[Opening Given records section]

//! Catalog domain: mirror entities, import bookkeeping and their value objects.
pub mod aggregates;
pub mod attachments;
pub mod events;
pub mod value_objects;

[Closing Given records section]

§ Exercise details: Where the line containing "pub mod attachments;" appears in the records above, begin there and print every line through the last, exactly and with nothing else.

§ Result of the exercise:
pub mod attachments;
pub mod events;
pub mod value_objects;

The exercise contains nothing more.